--- What the exercise asks ---
Write out exactly the lines from the start of the entries through the one that contains "use std::fmt;", including both.

--- Records to process ---
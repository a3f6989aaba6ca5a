//! # Key-Value Store Abstraction
//!
//! The trait every backend implements, plus the [`WriteBatch`] that is the
//! only mutation path. Batch scopes are explicit: building one and dropping
//! it without committing is a bug, and the drop logs a warning loud enough
//! to show up in any triage.

use crate::StorageError;
use std::fmt;
use tracing::warn;

/// Logical column families. Every key lives in exactly one.
#[derive(Clone, Copy, Debug, PartialEq, Eq, Hash)]
pub enum ColumnFamily {
    State,
    TrieNodes,
    Blocks,
    Receipts,
    Metadata,
    BlockIndex,
}

impl ColumnFamily {
    /// All families, in on-disk declaration order.
    pub const ALL: [ColumnFamily; 6] = [
        ColumnFamily::State,
        ColumnFamily::TrieNodes,
        ColumnFamily::Blocks,
        ColumnFamily::Receipts,
        ColumnFamily::Metadata,
        ColumnFamily::BlockIndex,
    ];

    /// On-disk name of this family.
    pub fn name(&self) -> &'static str {
        match self {
            ColumnFamily::State => "state",
            ColumnFamily::TrieNodes => "trie_nodes",
            ColumnFamily::Blocks => "blocks",
            ColumnFamily::Receipts => "receipts",
            ColumnFamily::Metadata => "metadata",
            ColumnFamily::BlockIndex => "block_index",
        }
    }
}

impl fmt::Display for ColumnFamily {
    fn fmt(&self, f: &mut fmt::Formatter<'_>) -> fmt::Result {
        f.write_str(self.name())
    }
}

/// One operation inside a batch.
#[derive(Clone, Debug, PartialEq, Eq)]
pub enum BatchOp {
    Put {
        cf: ColumnFamily,
        key: Vec<u8>,
        value: Vec<u8>,
    },
    Delete {
        cf: ColumnFamily,
        key: Vec<u8>,
    },
}

/// An atomic group of writes. Built locally, committed once through
/// [`KeyValueStore::commit`]; all-or-nothing at the backend.
#[derive(Debug, Default)]
pub struct WriteBatch {
    ops: Vec<BatchOp>,
    consumed: bool,
}

impl WriteBatch {
    pub fn new() -> Self {
        Self::default()
    }

    pub fn put(&mut self, cf: ColumnFamily, key: impl Into<Vec<u8>>, value: impl Into<Vec<u8>>) {
        self.ops.push(BatchOp::Put {
            cf,
            key: key.into(),
            value: value.into(),
        });
    }

    pub fn delete(&mut self, cf: ColumnFamily, key: impl Into<Vec<u8>>) {
        self.ops.push(BatchOp::Delete {
            cf,
            key: key.into(),
        });
    }

    pub fn len(&self) -> usize {
        self.ops.len()
    }

    pub fn is_empty(&self) -> bool {
        self.ops.is_empty()
    }

    /// Consume the batch for commit. Only backends call this.
    pub fn into_ops(mut self) -> Vec<BatchOp> {
        self.consumed = true;
        std::mem::take(&mut self.ops)
    }
}

impl Drop for WriteBatch {
    fn drop(&mut self) {
        if !self.consumed && !self.ops.is_empty() {
            warn!(
                ops = self.ops.len(),
                "write batch dropped without commit; mutations were discarded"
            );
        }
    }
}

/// Backend-neutral key-value store. Implementations are thread-safe; batches
/// commit atomically.
pub trait KeyValueStore: Send + Sync {
    fn get(&self, cf: ColumnFamily, key: &[u8]) -> Result<Option<Vec<u8>>, StorageError>;

    /// Apply a batch atomically.
    fn commit(&self, batch: WriteBatch) -> Result<(), StorageError>;

    /// All `(key, value)` pairs in a family whose key starts with `prefix`.
    /// An empty prefix scans the whole family (used for cache restore).
    fn scan_prefix(
        &self,
        cf: ColumnFamily,
        prefix: &[u8],
    ) -> Result<Vec<(Vec<u8>, Vec<u8>)>, StorageError>;

    /// Convenience single put.
    fn put(&self, cf: ColumnFamily, key: &[u8], value: &[u8]) -> Result<(), StorageError> {
        let mut batch = WriteBatch::new();
        batch.put(cf, key, value);
        self.commit(batch)
    }
}

#[cfg(test)]
mod tests {
    use super::*;

    #[test]
    fn batch_accumulates_ops() {
        let mut batch = WriteBatch::new();
        assert!(batch.is_empty());
        batch.put(ColumnFamily::State, b"k".to_vec(), b"v".to_vec());
        batch.delete(ColumnFamily::State, b"k2".to_vec());
        assert_eq!(batch.len(), 2);
        let ops = batch.into_ops();
        assert!(matches!(ops[0], BatchOp::Put { .. }));
        assert!(matches!(ops[1], BatchOp::Delete { .. }));
    }

    #[test]
    fn family_names_are_stable() {
        let names: Vec<_> = ColumnFamily::ALL.iter().map(|cf| cf.name()).collect();
        assert_eq!(
            names,
            ["state", "trie_nodes", "blocks", "receipts", "metadata", "block_index"]
        );
    }
}
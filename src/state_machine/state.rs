//! Screen state types

use crate::session::LeadInfo;
use serde::{Deserialize, Serialize};

/// Quick action shown above the help topics
pub const QUICK_ACTION: &str = "Send us a message";

/// Help topics offered on the intro screen
pub const HELP_TOPICS: [&str; 5] = [
    "About Patient Studio",
    "Services & Solutions",
    "Pricing & Plans",
    "Product Features & Bots",
    "Contact Human Support",
];

/// Active conversational mode. Exactly one is active at a time.
#[derive(Debug, Clone, Copy, PartialEq, Eq, Default, Serialize, Deserialize)]
#[serde(rename_all = "snake_case")]
pub enum Screen {
    /// Greeting with help topics
    #[default]
    Intro,
    /// Lead-capture form
    Form,
    /// Live chat
    Chat,
    /// Appointment booking form
    Appointment,
}

impl Screen {
    pub fn as_str(self) -> &'static str {
        match self {
            Screen::Intro => "intro",
            Screen::Form => "form",
            Screen::Chat => "chat",
            Screen::Appointment => "appointment",
        }
    }
}

/// Entries of the persistent footer menu
#[derive(Debug, Clone, Copy, PartialEq, Eq)]
pub enum MenuItem {
    Home,
    Messages,
    BookMeeting,
}

impl MenuItem {
    pub fn label(self) -> &'static str {
        match self {
            MenuItem::Home => "Home",
            MenuItem::Messages => "Messages",
            MenuItem::BookMeeting => "Book Meeting",
        }
    }
}

/// What the transition function may read about the session
#[derive(Debug, Clone, Default, PartialEq, Eq)]
pub struct ScreenContext {
    pub lead: Option<LeadInfo>,
    /// Topic picked before lead info existed, consumed by the form
    pub pending_prompt: Option<String>,
}

impl ScreenContext {
    pub fn has_lead(&self) -> bool {
        self.lead.is_some()
    }
}
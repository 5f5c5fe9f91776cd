//! Database schema

/// SQL schema for initialization
pub const SCHEMA: &str = r"
CREATE TABLE IF NOT EXISTS session_entries (
    key TEXT PRIMARY KEY,
    value TEXT NOT NULL
);
";
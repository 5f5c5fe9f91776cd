//! Session persistence
//!
//! The widget only ever needs a flat, session-scoped key/value map. The
//! [`KeyValueStore`] capability is injected wherever state is persisted so
//! the backing store can be swapped (SQLite on disk, in-memory for tests).

mod schema;

pub use schema::SCHEMA;

use rusqlite::{params, Connection, OptionalExtension};
use std::collections::HashMap;
use std::path::Path;
use std::sync::{Arc, Mutex};
use thiserror::Error;

#[derive(Error, Debug)]
pub enum DbError {
    #[error("Database error: {0}")]
    Sqlite(#[from] rusqlite::Error),
    #[error("Serialization error: {0}")]
    Serialization(#[from] serde_json::Error),
    #[error("Store lock poisoned")]
    LockPoisoned,
    #[error("Storage unavailable: {0}")]
    Unavailable(String),
}

pub type DbResult<T> = Result<T, DbError>;

/// Session-scoped key/value persistence
pub trait KeyValueStore: Send + Sync {
    fn get(&self, key: &str) -> DbResult<Option<String>>;

    fn set(&self, key: &str, value: &str) -> DbResult<()>;

    fn remove(&self, key: &str) -> DbResult<()>;
}

impl<T: KeyValueStore + ?Sized> KeyValueStore for Arc<T> {
    fn get(&self, key: &str) -> DbResult<Option<String>> {
        (**self).get(key)
    }

    fn set(&self, key: &str, value: &str) -> DbResult<()> {
        (**self).set(key, value)
    }

    fn remove(&self, key: &str) -> DbResult<()> {
        (**self).remove(key)
    }
}

/// Thread-safe SQLite-backed store
#[derive(Clone)]
pub struct SqliteStore {
    conn: Arc<Mutex<Connection>>,
}

impl SqliteStore {
    /// Open or create the store at the given path
    pub fn open<P: AsRef<Path>>(path: P) -> DbResult<Self> {
        let conn = Connection::open(path)?;
        let store = Self {
            conn: Arc::new(Mutex::new(conn)),
        };
        store.run_migrations()?;
        Ok(store)
    }

    /// Open an in-memory database (for testing)
    #[allow(dead_code)] // Used in tests
    pub fn open_in_memory() -> DbResult<Self> {
        let conn = Connection::open_in_memory()?;
        let store = Self {
            conn: Arc::new(Mutex::new(conn)),
        };
        store.run_migrations()?;
        Ok(store)
    }

    fn run_migrations(&self) -> DbResult<()> {
        let conn = self.conn.lock().map_err(|_| DbError::LockPoisoned)?;
        conn.execute_batch(SCHEMA)?;
        Ok(())
    }
}

impl KeyValueStore for SqliteStore {
    fn get(&self, key: &str) -> DbResult<Option<String>> {
        let conn = self.conn.lock().map_err(|_| DbError::LockPoisoned)?;
        let value = conn
            .query_row(
                "SELECT value FROM session_entries WHERE key = ?1",
                params![key],
                |row| row.get(0),
            )
            .optional()?;
        Ok(value)
    }

    fn set(&self, key: &str, value: &str) -> DbResult<()> {
        let conn = self.conn.lock().map_err(|_| DbError::LockPoisoned)?;
        conn.execute(
            "INSERT INTO session_entries (key, value) VALUES (?1, ?2)
             ON CONFLICT(key) DO UPDATE SET value = excluded.value",
            params![key, value],
        )?;
        Ok(())
    }

    fn remove(&self, key: &str) -> DbResult<()> {
        let conn = self.conn.lock().map_err(|_| DbError::LockPoisoned)?;
        conn.execute("DELETE FROM session_entries WHERE key = ?1", params![key])?;
        Ok(())
    }
}

/// Process-local store, lost when the process exits
#[derive(Default)]
pub struct MemoryStore {
    entries: Mutex<HashMap<String, String>>,
}

impl MemoryStore {
    pub fn new() -> Self {
        Self::default()
    }
}

impl KeyValueStore for MemoryStore {
    fn get(&self, key: &str) -> DbResult<Option<String>> {
        let entries = self.entries.lock().map_err(|_| DbError::LockPoisoned)?;
        Ok(entries.get(key).cloned())
    }

    fn set(&self, key: &str, value: &str) -> DbResult<()> {
        let mut entries = self.entries.lock().map_err(|_| DbError::LockPoisoned)?;
        entries.insert(key.to_string(), value.to_string());
        Ok(())
    }

    fn remove(&self, key: &str) -> DbResult<()> {
        let mut entries = self.entries.lock().map_err(|_| DbError::LockPoisoned)?;
        entries.remove(key);
        Ok(())
    }
}
impl MockReplyService {
    pub fn new() -> Self {
        Self {
            responses: Mutex::new(VecDeque::new()),
            delay: Duration::ZERO,
            requests: Mutex::new(Vec::new()),
            request_times: Mutex::new(Vec::new()),
            in_flight: AtomicUsize::new(0),
            max_in_flight: AtomicUsize::new(0),
        }
    }

    /// Simulate network latency on every call
    pub fn with_delay(mut self, delay: Duration) -> Self {
        self.delay = delay;
        self
    }

    /// Queue a successful response with the given `reply` text
    pub fn queue_reply(&self, reply: &str) {
        self.queue_payload(ReplyPayload::text(reply));
    }

    pub fn queue_payload(&self, payload: ReplyPayload) {
        self.responses.lock().unwrap().push_back(Ok(payload));
    }

    /// Queue an error response
    pub fn queue_error(&self, error: ReplyError) {
        self.responses.lock().unwrap().push_back(Err(error));
    }

    /// Get recorded requests
    pub fn recorded_requests(&self) -> Vec<ReplyRequest> {
        self.requests.lock().unwrap().clone()
    }

    /// Clock readings at which each request started
    pub fn request_times(&self) -> Vec<Instant> {
        self.request_times.lock().unwrap().clone()
    }

    /// Highest number of calls ever running at once
    pub fn max_in_flight(&self) -> usize {
        self.max_in_flight.load(Ordering::SeqCst)
    }
}

impl Default for MockReplyService {
    fn default() -> Self {
        Self::new()
    }
}

#[async_trait]
impl ReplyService for MockReplyService {
    async fn reply(&self, request: &ReplyRequest) -> Result<ReplyPayload, ReplyError> {
        self.requests.lock().unwrap().push(request.clone());
        self.request_times.lock().unwrap().push(Instant::now());

        let running = self.in_flight.fetch_add(1, Ordering::SeqCst) + 1;
        self.max_in_flight.fetch_max(running, Ordering::SeqCst);
        if !self.delay.is_zero() {
            tokio::time::sleep(self.delay).await;
        }
        self.in_flight.fetch_sub(1, Ordering::SeqCst);

        self.responses
            .lock()
            .unwrap()
            .pop_front()
            .unwrap_or_else(|| Err(ReplyError::remote_unavailable("No mock response queued")))
    }

    fn endpoint(&self) -> &str {
        "mock://reply"
    }
}
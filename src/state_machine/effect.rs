//! Effects produced by screen transitions

use super::state::Screen;
use crate::session::LeadInfo;

/// Effects to be executed after a transition
#[derive(Debug, Clone, PartialEq, Eq)]
pub enum Effect {
    /// Persist lead info for the session
    SaveLead(LeadInfo),

    /// Remember a topic until the lead form completes
    StashPrompt { prompt: String },

    /// Forget the stashed topic
    ClearPrompt,

    /// Echo as a user message, then dispatch
    SendUserMessage { text: String },

    /// Dispatch without echoing into the transcript
    SendAnnouncement { text: String },

    /// Tell observers the active screen changed
    NotifyScreen { screen: Screen },
}

impl Effect {
    pub fn send_user_message(text: impl Into<String>) -> Self {
        Effect::SendUserMessage { text: text.into() }
    }

    pub fn stash_prompt(prompt: impl Into<String>) -> Self {
        Effect::StashPrompt {
            prompt: prompt.into(),
        }
    }

    /// Text this effect hands to the dispatcher, if any
    pub fn dispatched_text(&self) -> Option<&str> {
        match self {
            Effect::SendUserMessage { text } | Effect::SendAnnouncement { text } => Some(text),
            _ => None,
        }
    }
}
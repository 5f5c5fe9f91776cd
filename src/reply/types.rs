//! Wire types for the reply-generation endpoint

use crate::session::SessionId;
use serde::{Deserialize, Serialize};

/// Literal two-character sequence separating reply fragments
pub const FRAGMENT_DELIMITER: &str = "\\k";

/// Request body: `{ "chat_ID": ..., "message": ... }`
#[derive(Debug, Clone, PartialEq, Eq, Serialize)]
pub struct ReplyRequest {
    #[serde(rename = "chat_ID")]
    pub chat_id: String,
    pub message: String,
}

impl ReplyRequest {
    pub fn new(session_id: &SessionId, message: impl Into<String>) -> Self {
        Self {
            chat_id: session_id.as_str().to_string(),
            message: message.into(),
        }
    }
}

/// Response body. A missing `reply` reads as the empty string.
#[derive(Debug, Clone, Default, PartialEq, Eq, Deserialize)]
pub struct ReplyPayload {
    #[serde(default)]
    pub reply: Option<String>,
}

impl ReplyPayload {
    pub fn text(reply: impl Into<String>) -> Self {
        Self {
            reply: Some(reply.into()),
        }
    }

    /// Non-empty fragments in payload order
    pub fn fragments(&self) -> Vec<String> {
        split_fragments(self.reply.as_deref().unwrap_or_default())
    }
}

/// Split on the delimiter, trim each piece, and drop the empty ones
pub fn split_fragments(reply: &str) -> Vec<String> {
    reply
        .split(FRAGMENT_DELIMITER)
        .map(str::trim)
        .filter(|part| !part.is_empty())
        .map(String::from)
        .collect()
}
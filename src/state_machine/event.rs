//! Events that can occur in the widget

use super::state::MenuItem;

/// Events that trigger screen transitions
#[derive(Debug, Clone, PartialEq, Eq)]
pub enum Event {
    /// Widget became visible
    WidgetOpened,
    /// Help topic or quick action picked on the intro screen
    TopicSelected { topic: String },
    /// Lead form submitted
    LeadSubmitted { name: String, email: String },
    /// Footer menu navigation
    Navigate { item: MenuItem },
    /// Text typed into the chat input
    UserMessage { text: String },
}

--- Exercise result ---
repository a3f6989aaba6ca5a
//! # Key-Value Store Abstraction
//!
//! The trait every backend implements, plus the [`WriteBatch`] that is the
//! only mutation path. Batch scopes are explicit: building one and dropping
//! it without committing is a bug, and the drop logs a warning loud enough
//! to show up in any triage.

use crate::StorageError;
use std::fmt;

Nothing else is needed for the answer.